Теперь мне нужно придумать, как отказаться от солнца.
— Мне действительно не нравится ждать тебя.
— Мне действительно не нравится, что ты трахаешься с моими подругами.
— Следи за своим языком, — предупредил он, сопровождая нас обратно в отель.
Иногда мне казалось, что крик застрял у меня в горле, крик, который я пыталась прокричать последние двадцать два года. У этого был голос, тело, огненно-рыжие волосы и стальное сердце. Я боялась, что она сбежит, что ее эхо сожжет этот мир дотла и оставит меня одну, в дыму и пепле. Я отталкивала это чувство все ниже и ниже, пока легкий блеск пота не охладил мою кожу.
Мы прошли мимо дверей бального зала, и когда я заглянула внутрь, мой взгляд встретился с взглядом Аллистера.
Обмен был размытым пятном жара, обжигающим спиртным, вспышкой черноты как смоль, когда его глаза опустились на хватку Антонио на моей руке. А потом она исчезла, сменившись золотыми обоями, когда мы шли по коридору к террасе.

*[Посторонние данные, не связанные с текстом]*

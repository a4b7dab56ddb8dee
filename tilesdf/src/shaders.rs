// Copyright 2026 the Tilesdf Authors
// SPDX-License-Identifier: Apache-2.0 OR MIT

//! Load rendering shaders.

use tilesdf_shaders::BindType::{self, BufReadOnly, Buffer, Uniform};
use wgpu::{Device, ShaderStages, TextureFormat};

use crate::cpu::CpuEngine;
use crate::recording::ShaderId;
use crate::wgpu_engine::WgpuEngine;
use crate::{Error, RendererOptions};

/// Bindings of `clear.wgsl`.
pub(crate) const CLEAR_BINDINGS: [BindType; 3] = [Uniform, Buffer, Buffer];

/// Bindings of `binning.wgsl`.
pub(crate) const BINNING_BINDINGS: [BindType; 9] = [
    Uniform,
    BufReadOnly,
    BufReadOnly,
    BufReadOnly,
    BufReadOnly,
    Buffer,
    Buffer,
    Buffer,
    Buffer,
];

/// Bindings of `write_indirect.wgsl`.
pub(crate) const WRITE_INDIRECT_BINDINGS: [BindType; 2] = [BufReadOnly, Buffer];

/// Bindings of `raster.wgsl`, visible to both stages.
pub(crate) const RASTER_BINDINGS: [BindType; 7] = [
    Uniform,
    BufReadOnly,
    BufReadOnly,
    BufReadOnly,
    BufReadOnly,
    BufReadOnly,
    BufReadOnly,
];

/// Workgroup size of `clear.wgsl`.
pub(crate) const CLEAR_WG: u32 = 256;

/// Workgroup extent of `binning.wgsl` along each axis.
pub(crate) const BINNING_WG: u32 = 8;

// Shaders for the full pipeline
pub struct FullShaders {
    pub clear: ShaderId,
    pub binning: ShaderId,
    pub write_indirect: ShaderId,
    pub raster: ShaderId,
}

pub(crate) fn full_shaders(
    device: &Device,
    engine: &mut WgpuEngine,
    options: &RendererOptions,
) -> Result<FullShaders, Error> {
    #[cfg(feature = "hot_reload")]
    let mut shaders = match &options.shader_dir {
        Some(dir) => tilesdf_shaders::compile::ShaderInfo::from_dir(dir)?,
        None => tilesdf_shaders::compile::ShaderInfo::from_default()?,
    };
    #[cfg(not(feature = "hot_reload"))]
    let shaders = tilesdf_shaders::SHADERS;

    macro_rules! source {
        ($name:ident) => {{
            #[cfg(feature = "hot_reload")]
            let source = shaders
                .remove(stringify!($name))
                .map(|info| std::borrow::Cow::Owned(info.source));
            #[cfg(not(feature = "hot_reload"))]
            let source = Some(shaders.$name.wgsl.code.clone());
            if source.is_none() {
                log::error!("shader {} was not found", stringify!($name));
            }
            source
        }};
    }
    macro_rules! add_shader {
        ($name:ident, $bindings:expr) => {{
            let label = concat!("tilesdf.", stringify!($name));
            match source!($name) {
                Some(source) => engine.add_compute_shader(device, label, source, &$bindings),
                None => engine.add_missing_shader(label),
            }
        }};
    }

    let clear = add_shader!(clear, CLEAR_BINDINGS);
    let binning = add_shader!(binning, BINNING_BINDINGS);
    let write_indirect = add_shader!(write_indirect, WRITE_INDIRECT_BINDINGS);

    let raster_layout = RASTER_BINDINGS.map(|ty| (ty, ShaderStages::VERTEX_FRAGMENT));
    let raster = match source!(raster) {
        Some(source) => engine.add_render_shader(
            device,
            "tilesdf.raster",
            source,
            &raster_layout,
            wgpu::ColorTargetState {
                format: options.surface_format.unwrap_or(TextureFormat::Rgba8Unorm),
                blend: None,
                write_mask: wgpu::ColorWrites::ALL,
            },
        ),
        None => engine.add_missing_shader("tilesdf.raster"),
    };

    Ok(FullShaders {
        clear,
        binning,
        write_indirect,
        raster,
    })
}

/// Registers the CPU mirrors of the shaders.
pub(crate) fn cpu_shaders(engine: &mut CpuEngine) -> FullShaders {
    use tilesdf_shaders::cpu;

    FullShaders {
        clear: engine.add_shader(cpu::clear),
        binning: engine.add_shader(cpu::binning),
        write_indirect: engine.add_shader(cpu::write_indirect),
        raster: engine.add_shader(cpu::raster),
    }
}

#[cfg(test)]
mod tests {
    use super::*;
    use tilesdf_shaders::{ShaderStage, SHADERS};

    #[test]
    fn bind_layouts_match_shader_sources() {
        assert_eq!(&*SHADERS.clear.bindings, &CLEAR_BINDINGS);
        assert_eq!(&*SHADERS.binning.bindings, &BINNING_BINDINGS);
        assert_eq!(&*SHADERS.write_indirect.bindings, &WRITE_INDIRECT_BINDINGS);
        assert_eq!(&*SHADERS.raster.bindings, &RASTER_BINDINGS);
    }

    #[test]
    fn binding_indices_are_sequential() {
        for shader in [
            &SHADERS.clear,
            &SHADERS.binning,
            &SHADERS.write_indirect,
            &SHADERS.raster,
        ] {
            let expected = (0..shader.bindings.len() as u8).collect::<Vec<_>>();
            assert_eq!(&*shader.wgsl.binding_indices, &expected, "{}", shader.name);
        }
    }

    #[test]
    fn workgroup_sizes_match_dispatches() {
        assert_eq!(
            SHADERS.clear.stage,
            ShaderStage::Compute {
                workgroup_size: [CLEAR_WG, 1, 1]
            }
        );
        assert_eq!(
            SHADERS.binning.stage,
            ShaderStage::Compute {
                workgroup_size: [BINNING_WG, BINNING_WG, 1]
            }
        );
        assert_eq!(SHADERS.raster.stage, ShaderStage::Render);
    }
}
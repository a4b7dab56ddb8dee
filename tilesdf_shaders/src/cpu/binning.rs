// Copyright 2026 the Tilesdf Authors
// SPDX-License-Identifier: Apache-2.0 OR MIT

use tilesdf_encoding::{
    BinCounters, ClipRect, ConfigUniform, DrawCommand, PrimitiveKind, QuantizedAabb, SdfOperator,
    TileNode,
};

use super::CpuBinding;

fn binning_main(
    config: &ConfigUniform,
    commands: &[DrawCommand],
    draw_data: &[u32],
    aabbs: &[QuantizedAabb],
    clips: &[ClipRect],
    heads: &mut [u32],
    nodes: &mut [TileNode],
    counters: &mut BinCounters,
    tile_indices: &mut [u32],
) {
    let tile_size = config.tile_size as f32;
    for tile_y in 0..config.height_in_tiles {
        for tile_x in 0..config.width_in_tiles {
            let tile_ix = (tile_y * config.width_in_tiles + tile_x) as usize;
            let x0 = tile_x as f32 * tile_size;
            let y0 = tile_y as f32 * tile_size;
            let (x1, y1) = (x0 + tile_size, y0 + tile_size);

            let mut count = 0;
            let mut group_hit = false;
            let mut i = 0;
            while i < config.n_commands as usize {
                let cmd = commands[i];
                let kind = PrimitiveKind::from_u8(cmd.tag & 0xf);
                let hit = aabbs[i].contains_tile(tile_x, tile_y)
                    && clips[cmd.clip_index as usize].overlaps(x0, y0, x1, y1);
                let mut keep = hit;
                match kind {
                    Some(PrimitiveKind::CombinationBegin) => {
                        if !hit {
                            // Skip the whole group, children included.
                            let end_ix = draw_data[cmd.data_index as usize + 1] as usize;
                            i = (end_ix + 1).max(i + 1);
                            continue;
                        }
                        group_hit = true;
                    }
                    Some(PrimitiveKind::CombinationEnd) => {
                        keep = group_hit;
                        group_hit = false;
                    }
                    _ => {
                        if group_hit && cmd.op == SdfOperator::Overlap as u8 {
                            keep = true;
                        }
                    }
                }
                if keep {
                    let node_ix = counters.node_count;
                    counters.node_count += 1;
                    if node_ix >= config.max_nodes {
                        counters.failed = 1;
                        break;
                    }
                    nodes[node_ix as usize] = TileNode {
                        command_index: i as u32,
                        next: heads[tile_ix],
                    };
                    heads[tile_ix] = node_ix;
                    count += 1;
                }
                i += 1;
            }
            if count != 0 {
                let slot = counters.occupied_tiles;
                counters.occupied_tiles += 1;
                tile_indices[slot as usize] = tile_ix as u32;
            }
        }
    }
}

pub fn binning(_n_wg: u32, resources: &[CpuBinding<'_>]) {
    let config = resources[0].as_typed();
    let commands = resources[1].as_slice();
    let draw_data = resources[2].as_slice();
    let aabbs = resources[3].as_slice();
    let clips = resources[4].as_slice();
    let mut heads = resources[5].as_slice_mut();
    let mut nodes = resources[6].as_slice_mut();
    let mut counters = resources[7].as_typed_mut();
    let mut tile_indices = resources[8].as_slice_mut();
    binning_main(
        &config,
        &commands,
        &draw_data,
        &aabbs,
        &clips,
        &mut heads,
        &mut nodes,
        &mut counters,
        &mut tile_indices,
    );
}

Мы вышли наружу, и у меня перехватило дыхание. Ночь была холодной и темной, но вместо того, чтобы потереть руки, чтобы согреться, я позволила ледяному ветерку впиться в мою кожу. Может, я мазохистка, а возможно, боль была одной из тех вещей, которые заставляли меня чувствовать себя живой.
Терраса была пуста, если не считать двух гостей из благотворительного общества, курившие сигареты.

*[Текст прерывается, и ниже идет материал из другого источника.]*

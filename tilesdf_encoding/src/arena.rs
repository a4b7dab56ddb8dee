// Copyright 2026 the Tilesdf Authors
// SPDX-License-Identifier: Apache-2.0 OR MIT

use thiserror::Error;

/// Error returned when an [`Arena`] has no room left.
#[derive(Clone, Copy, Debug, PartialEq, Eq, Error)]
#[error("arena `{name}` is full ({capacity} elements)")]
pub struct CapacityError {
    pub name: &'static str,
    pub capacity: u32,
}

/// Append-only storage with a fixed capacity.
///
/// Backs the per-frame logical buffers. Elements are addressed by their
/// `u32` index, which is what the GPU side sees.
#[derive(Clone, Debug)]
pub struct Arena<T> {
    name: &'static str,
    data: Vec<T>,
    capacity: u32,
}

impl<T: Copy> Arena<T> {
    pub fn new(name: &'static str, capacity: u32) -> Self {
        Self {
            name,
            data: Vec::with_capacity(capacity as usize),
            capacity,
        }
    }

    pub fn len(&self) -> u32 {
        self.data.len() as u32
    }

    pub fn is_empty(&self) -> bool {
        self.data.is_empty()
    }

    pub fn capacity(&self) -> u32 {
        self.capacity
    }

    /// Number of elements that can still be pushed.
    pub fn remaining(&self) -> u32 {
        self.capacity - self.len()
    }

    /// Fails unless at least `count` more elements fit.
    pub fn check_room(&self, count: u32) -> Result<(), CapacityError> {
        if self.remaining() < count {
            return Err(self.full());
        }
        Ok(())
    }

    pub fn push(&mut self, value: T) -> Result<u32, CapacityError> {
        if self.remaining() == 0 {
            return Err(self.full());
        }
        let index = self.len();
        self.data.push(value);
        Ok(index)
    }

    /// Appends all of `values` or nothing, returning the index of the first.
    pub fn extend(&mut self, values: &[T]) -> Result<u32, CapacityError> {
        if (self.remaining() as usize) < values.len() {
            return Err(self.full());
        }
        let index = self.len();
        self.data.extend_from_slice(values);
        Ok(index)
    }

    pub fn pop(&mut self) -> Option<T> {
        self.data.pop()
    }

    pub fn truncate(&mut self, len: u32) {
        self.data.truncate(len as usize);
    }

    pub fn clear(&mut self) {
        self.data.clear();
    }

    pub fn get(&self, index: u32) -> Option<&T> {
        self.data.get(index as usize)
    }

    pub fn get_mut(&mut self, index: u32) -> Option<&mut T> {
        self.data.get_mut(index as usize)
    }

    pub fn last(&self) -> Option<&T> {
        self.data.last()
    }

    pub fn as_slice(&self) -> &[T] {
        &self.data
    }

    fn full(&self) -> CapacityError {
        CapacityError {
            name: self.name,
            capacity: self.capacity,
        }
    }
}

#[cfg(test)]
mod tests {
    use super::*;

    #[test]
    fn push_until_full() {
        let mut arena = Arena::new("test", 2);
        assert_eq!(arena.push(1_u32), Ok(0));
        assert_eq!(arena.push(2), Ok(1));
        let err = arena.push(3).unwrap_err();
        assert_eq!(err.capacity, 2);
        assert_eq!(arena.as_slice(), &[1, 2]);
    }

    #[test]
    fn extend_is_all_or_nothing() {
        let mut arena = Arena::new("test", 4);
        arena.push(0.0_f32).unwrap();
        assert!(arena.extend(&[1.0, 2.0, 3.0, 4.0]).is_err());
        assert_eq!(arena.len(), 1);
        assert_eq!(arena.extend(&[1.0, 2.0, 3.0]), Ok(1));
        assert_eq!(arena.remaining(), 0);
    }

    #[test]
    fn pop_releases_a_slot() {
        let mut arena = Arena::new("test", 1);
        arena.push(7_u8).unwrap();
        assert_eq!(arena.pop(), Some(7));
        assert_eq!(arena.push(8), Ok(0));
    }
}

— Дайте нам минутку, хорошо?
Это был не вопрос, как бы мой муж его ни озвучивал.
Мужчины обменялись нерешительными взглядами, но не прошло и пары секунд, как они бросили сигареты и направились обратно через двойные двери, ведущие в бальный зал. Свет разлился по полу террасы, прежде чем двери закрылись, и нас снова поглотила темнота.

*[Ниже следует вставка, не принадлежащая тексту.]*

// Copyright 2026 the Tilesdf Authors
// SPDX-License-Identifier: Apache-2.0 OR MIT

//! Signed distance functions of `shader/shared/sdf.wgsl`.

use tilesdf_encoding::PrimitiveKind;

use super::util::{mix, sign, Vec2};

/// Distance used for "infinitely far away".
pub const BIG: f32 = 1e9;

pub fn sd_disc(p: Vec2, center: Vec2, radius: f32) -> f32 {
    (p - center).length() - radius
}

pub fn sd_oriented_box(p: Vec2, a: Vec2, b: Vec2, width: f32, roundness: f32) -> f32 {
    let l = (b - a).length();
    let d = (b - a) / l;
    let c = p - 0.5 * (a + b);
    let local = Vec2::new(d.x * c.x + d.y * c.y, d.x * c.y - d.y * c.x);
    let q = (local.abs() - 0.5 * Vec2::new(l, width)).add_scalar(roundness);
    q.max(Vec2::ZERO).length() + q.x.max(q.y).min(0.0) - roundness
}

pub fn sd_ellipse(p: Vec2, a: Vec2, b: Vec2, width: f32) -> f32 {
    let l = (b - a).length();
    let d = (b - a) / l;
    let c = p - 0.5 * (a + b);
    let q = Vec2::new(c.dot(d), d.cross(c));
    let ab = Vec2::new(0.5 * l, 0.5 * width);
    let k1 = q.div_by(ab.scale(ab)).length();
    if k1 < 1e-6 {
        return -ab.x.min(ab.y);
    }
    let k0 = q.div_by(ab).length();
    k0 * (k0 - 1.0) / k1
}

pub fn sd_triangle(p: Vec2, p0: Vec2, p1: Vec2, p2: Vec2, roundness: f32) -> f32 {
    let e0 = p1 - p0;
    let e1 = p2 - p1;
    let e2 = p0 - p2;
    let v0 = p - p0;
    let v1 = p - p1;
    let v2 = p - p2;
    let pq0 = v0 - e0 * (v0.dot(e0) / e0.dot(e0)).clamp(0.0, 1.0);
    let pq1 = v1 - e1 * (v1.dot(e1) / e1.dot(e1)).clamp(0.0, 1.0);
    let pq2 = v2 - e2 * (v2.dot(e2) / e2.dot(e2)).clamp(0.0, 1.0);
    let s = sign(e0.cross(e2));
    let d = Vec2::new(pq0.dot(pq0), s * v0.cross(e0))
        .min(Vec2::new(pq1.dot(pq1), s * v1.cross(e1)))
        .min(Vec2::new(pq2.dot(pq2), s * v2.cross(e2)));
    -d.x.sqrt() * sign(d.y) - roundness
}

fn sector_local(p: Vec2, center: Vec2, direction: Vec2) -> Vec2 {
    let c = p - center;
    Vec2::new(direction.cross(c).abs(), c.dot(direction))
}

pub fn sd_pie(p: Vec2, center: Vec2, direction: Vec2, radius: f32, aperture: f32) -> f32 {
    let q = sector_local(p, center, direction);
    let sc = Vec2::new(aperture.sin(), aperture.cos());
    let l = q.length() - radius;
    let m = (q - sc * q.dot(sc).clamp(0.0, radius)).length();
    l.max(m * sign(sc.y * q.x - sc.x * q.y))
}

pub fn sd_arc(
    p: Vec2,
    center: Vec2,
    direction: Vec2,
    radius: f32,
    aperture: f32,
    thickness: f32,
) -> f32 {
    let q = sector_local(p, center, direction);
    let sc = Vec2::new(aperture.sin(), aperture.cos());
    let d = if sc.y * q.x > sc.x * q.y {
        (q - sc * radius).length()
    } else {
        (q.length() - radius).abs()
    };
    d - 0.5 * thickness
}

pub fn sd_uneven_capsule(p: Vec2, pa: Vec2, pb: Vec2, ra: f32, rb: f32) -> f32 {
    let v = p - pa;
    let ba = pb - pa;
    let h = ba.dot(ba);
    let mut q = Vec2::new(v.dot(Vec2::new(ba.y, -ba.x)), v.dot(ba)) / h;
    q.x = q.x.abs();
    let b = ra - rb;
    let c = Vec2::new((h - b * b).max(0.0).sqrt(), b);
    let k = c.cross(q);
    let m = c.dot(q);
    let n = q.dot(q);
    if k < 0.0 {
        (h * n).sqrt() - ra
    } else if k > c.x {
        (h * (n + 1.0 - 2.0 * q.y)).sqrt() - rb
    } else {
        m - ra
    }
}

pub fn sd_trapezoid(p: Vec2, a: Vec2, b: Vec2, ra: f32, rb: f32) -> f32 {
    let rba = rb - ra;
    let baba = (b - a).dot(b - a);
    let papa = (p - a).dot(p - a);
    let paba = (p - a).dot(b - a) / baba;
    let x = (papa - paba * paba * baba).max(0.0).sqrt();
    let cax = (x - if paba < 0.5 { ra } else { rb }).max(0.0);
    let cay = (paba - 0.5).abs() - 0.5;
    let k = rba * rba + baba;
    let f = ((rba * (x - ra) + paba * baba) / k).clamp(0.0, 1.0);
    let cbx = x - ra - f * rba;
    let cby = paba - f;
    let s = if cbx < 0.0 && cay < 0.0 { -1.0 } else { 1.0 };
    s * (cax * cax + cay * cay * baba)
        .min(cbx * cbx + cby * cby * baba)
        .sqrt()
}

pub fn sd_box(p: Vec2, bmin: Vec2, bmax: Vec2, roundness: f32) -> f32 {
    let q = ((p - 0.5 * (bmin + bmax)).abs() - 0.5 * (bmax - bmin)).add_scalar(roundness);
    q.max(Vec2::ZERO).length() + q.x.max(q.y).min(0.0) - roundness
}

/// Polynomial smooth minimum of `a` and `b` with radius `k`.
///
/// Returns the distance and the weight of `a`, for blending attributes.
pub fn smooth_min(a: f32, b: f32, k: f32) -> (f32, f32) {
    let kk = k.max(1e-4);
    let h = (0.5 + 0.5 * (b - a) / kk).clamp(0.0, 1.0);
    (mix(b, a, h) - kk * h * (1.0 - h), h)
}

pub fn smooth_max(a: f32, b: f32, k: f32) -> f32 {
    -smooth_min(-a, -b, k).0
}

/// Evaluates the distance of a shape from its kind and payload.
///
/// Markers and short payloads evaluate to [`BIG`].
pub fn eval(kind: PrimitiveKind, data: &[f32], p: Vec2) -> f32 {
    if data.len() < kind.payload_len() {
        return BIG;
    }
    let pt = |i: usize| Vec2::new(data[i], data[i + 1]);
    match kind {
        PrimitiveKind::Disc => sd_disc(p, pt(0), data[2]),
        PrimitiveKind::OrientedBox => sd_oriented_box(p, pt(0), pt(2), data[4], data[5]),
        PrimitiveKind::Ellipse => sd_ellipse(p, pt(0), pt(2), data[4]),
        PrimitiveKind::Triangle => sd_triangle(p, pt(0), pt(2), pt(4), data[6]),
        PrimitiveKind::Pie => sd_pie(p, pt(0), pt(2), data[4], data[5]),
        PrimitiveKind::Arc => sd_arc(p, pt(0), pt(2), data[4], data[5], data[6]),
        PrimitiveKind::UnevenCapsule => sd_uneven_capsule(p, pt(0), pt(2), data[4], data[5]),
        PrimitiveKind::Trapezoid => sd_trapezoid(p, pt(0), pt(2), data[4], data[5]),
        PrimitiveKind::Box => sd_box(p, pt(0), pt(2), data[4]),
        PrimitiveKind::CombinationBegin | PrimitiveKind::CombinationEnd => BIG,
    }
}

#[cfg(test)]
mod tests {
    use super::*;

    fn v(x: f32, y: f32) -> Vec2 {
        Vec2::new(x, y)
    }

    fn close(a: f32, b: f32) -> bool {
        (a - b).abs() < 1e-3
    }

    #[test]
    fn disc_distance() {
        assert!(close(sd_disc(v(3.0, 4.0), v(0.0, 0.0), 2.0), 3.0));
        assert!(close(sd_disc(v(0.0, 0.0), v(0.0, 0.0), 2.0), -2.0));
    }

    #[test]
    fn box_distance() {
        let (min, max) = (v(0.0, 0.0), v(10.0, 4.0));
        assert!(close(sd_box(v(5.0, 2.0), min, max, 0.0), -2.0));
        assert!(close(sd_box(v(13.0, 2.0), min, max, 0.0), 3.0));
        assert!(close(sd_box(v(13.0, 8.0), min, max, 0.0), 5.0));
        // Roundness pulls the corners in.
        assert!(sd_box(v(10.0, 4.0), min, max, 1.0) > 0.0);
    }

    #[test]
    fn oriented_box_matches_axis_aligned_box() {
        let a = v(0.0, 5.0);
        let b = v(20.0, 5.0);
        for p in [v(3.0, 1.0), v(25.0, 9.0), v(10.0, 5.0), v(-4.0, 0.0)] {
            let expected = sd_box(p, v(0.0, 0.0), v(20.0, 10.0), 0.0);
            assert!(close(sd_oriented_box(p, a, b, 10.0, 0.0), expected));
        }
    }

    #[test]
    fn ellipse_sign() {
        let (a, b) = (v(-10.0, 0.0), v(10.0, 0.0));
        assert!(sd_ellipse(v(0.0, 0.0), a, b, 6.0) < 0.0);
        assert!(sd_ellipse(v(9.0, 0.0), a, b, 6.0) < 0.0);
        assert!(sd_ellipse(v(0.0, 4.0), a, b, 6.0) > 0.0);
        assert!(close(sd_ellipse(v(12.0, 0.0), a, b, 6.0), 2.0));
    }

    #[test]
    fn triangle_distance() {
        let (p0, p1, p2) = (v(0.0, 0.0), v(10.0, 0.0), v(0.0, 10.0));
        assert!(sd_triangle(v(2.0, 2.0), p0, p1, p2, 0.0) < 0.0);
        assert!(close(sd_triangle(v(5.0, -3.0), p0, p1, p2, 0.0), 3.0));
        // Winding does not matter.
        assert!(close(sd_triangle(v(5.0, -3.0), p0, p2, p1, 0.0), 3.0));
        assert!(close(sd_triangle(v(5.0, -3.0), p0, p1, p2, 1.0), 2.0));
    }

    #[test]
    fn pie_opens_around_direction() {
        let c = v(0.0, 0.0);
        let dir = v(1.0, 0.0);
        let quarter = std::f32::consts::FRAC_PI_4;
        assert!(sd_pie(v(5.0, 0.0), c, dir, 10.0, quarter) < 0.0);
        assert!(sd_pie(v(-5.0, 0.0), c, dir, 10.0, quarter) > 0.0);
        assert!(sd_pie(v(0.0, 5.0), c, dir, 10.0, quarter) > 0.0);
        assert!(close(sd_pie(v(12.0, 0.0), c, dir, 10.0, quarter), 2.0));
    }

    #[test]
    fn arc_band() {
        let c = v(0.0, 0.0);
        let dir = v(0.0, -1.0);
        let aperture = 1.0;
        assert!(close(sd_arc(v(0.0, -10.0), c, dir, 10.0, aperture, 2.0), -1.0));
        assert!(close(sd_arc(v(0.0, -14.0), c, dir, 10.0, aperture, 2.0), 3.0));
        // Opposite side of the circle is outside the arc.
        assert!(sd_arc(v(0.0, 10.0), c, dir, 10.0, aperture, 2.0) > 5.0);
    }

    #[test]
    fn capsule_ends() {
        let (a, b) = (v(0.0, 0.0), v(20.0, 0.0));
        assert!(close(sd_uneven_capsule(v(-6.0, 0.0), a, b, 4.0, 2.0), 2.0));
        assert!(close(sd_uneven_capsule(v(25.0, 0.0), a, b, 4.0, 2.0), 3.0));
        assert!(sd_uneven_capsule(v(10.0, 0.0), a, b, 4.0, 2.0) < 0.0);
        // Equal radii give a plain capsule.
        assert!(close(sd_uneven_capsule(v(10.0, 7.0), a, b, 3.0, 3.0), 4.0));
    }

    #[test]
    fn trapezoid_distance() {
        let (a, b) = (v(0.0, 0.0), v(0.0, 10.0));
        assert!(sd_trapezoid(v(0.0, 5.0), a, b, 4.0, 2.0) < 0.0);
        assert!(close(sd_trapezoid(v(0.0, -3.0), a, b, 4.0, 2.0), 3.0));
        assert!(close(sd_trapezoid(v(0.0, 12.0), a, b, 4.0, 2.0), 2.0));
    }

    #[test]
    fn smooth_min_limits() {
        let (d, h) = smooth_min(1.0, 5.0, 0.0);
        assert!(close(d, 1.0));
        assert_eq!(h, 1.0);
        let (d, h) = smooth_min(BIG, 3.0, 2.0);
        assert!(close(d, 3.0));
        assert_eq!(h, 0.0);
        // Equal inputs dip below both.
        let (d, h) = smooth_min(1.0, 1.0, 2.0);
        assert!(close(d, 0.5));
        assert_eq!(h, 0.5);
        assert!(close(smooth_max(-BIG, 2.0, 1.0), 2.0));
    }
}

Далекое воспоминание ворвалось в настоящее.
— Как ты могла полюбить такого ужасного человека? — спросила меня моя бывшая лучшая подруга Сидни, когда мы вместе сидели на диване в кабинете моего мужа и он разговаривал по телефону.
Мне пришлось лишь на мгновение задуматься над этим вопросом.
— Он слушает меня.
Наверное, он тоже ее слушал.
— Не хочешь объяснить, что это такое?
Я повернулась к Антонио и увидела, что он держит в руке маленькую круглую пудреницу. Мое сердце забилось где-то в горле. Вот одна из этих стен вот-вот рухнет.
— Что это, Джианна? — он зарычал на меня.
— Противозачаточные таблетки.
— Почему они у тебя?
— Контроль рождаемости.
Глаза Антонио сверкнули гневом, как два огня в темноте. Мы были преданными католиками, и контроль над рождаемостью не одобрялся Церковью. Но еще больше его беспокоило то, что он хотел еще одного ребенка. Еще одного сына, чтобы править своей империей.
— Как долго?
Я посмотрела ему прямо в глаза.
— С того самого дня, как мы поженились.
С той самой ночи, когда ты наступил мне на сердце.
Пощечина по моему лицу была мгновенной. Он резко дернул мою голову в сторону и выбил воздух из легких. Металлический привкус крови наполнил мой рот.
— То, что ты заставляешь меня делать, Джианна, — прорычал он. — Думаешь, я хочу тебя бить?
Мой горький смех разнесся по ветру.
Самое печальное во всем этом было то, что я знала только по телевизору, что все было не так, как должно было быть.
Он бросил таблетки через перила.
— Хватит, слышишь меня?
Я отрицательно покачала головой.
— Хватит. Или, клянусь, я обрежу твои деньги. Больше никаких денег, никаких тайных поездок в Чикаго — и да, я знаю, что ты там была.
Мое сердце замерзло и разбилось вдребезги.
— Ты же знаешь, что твой отец запретил тебе навещать мать. — мягкость сквозила в его голосе. — Я не рассказал ему, только потому, что знаю, что это значит для тебя.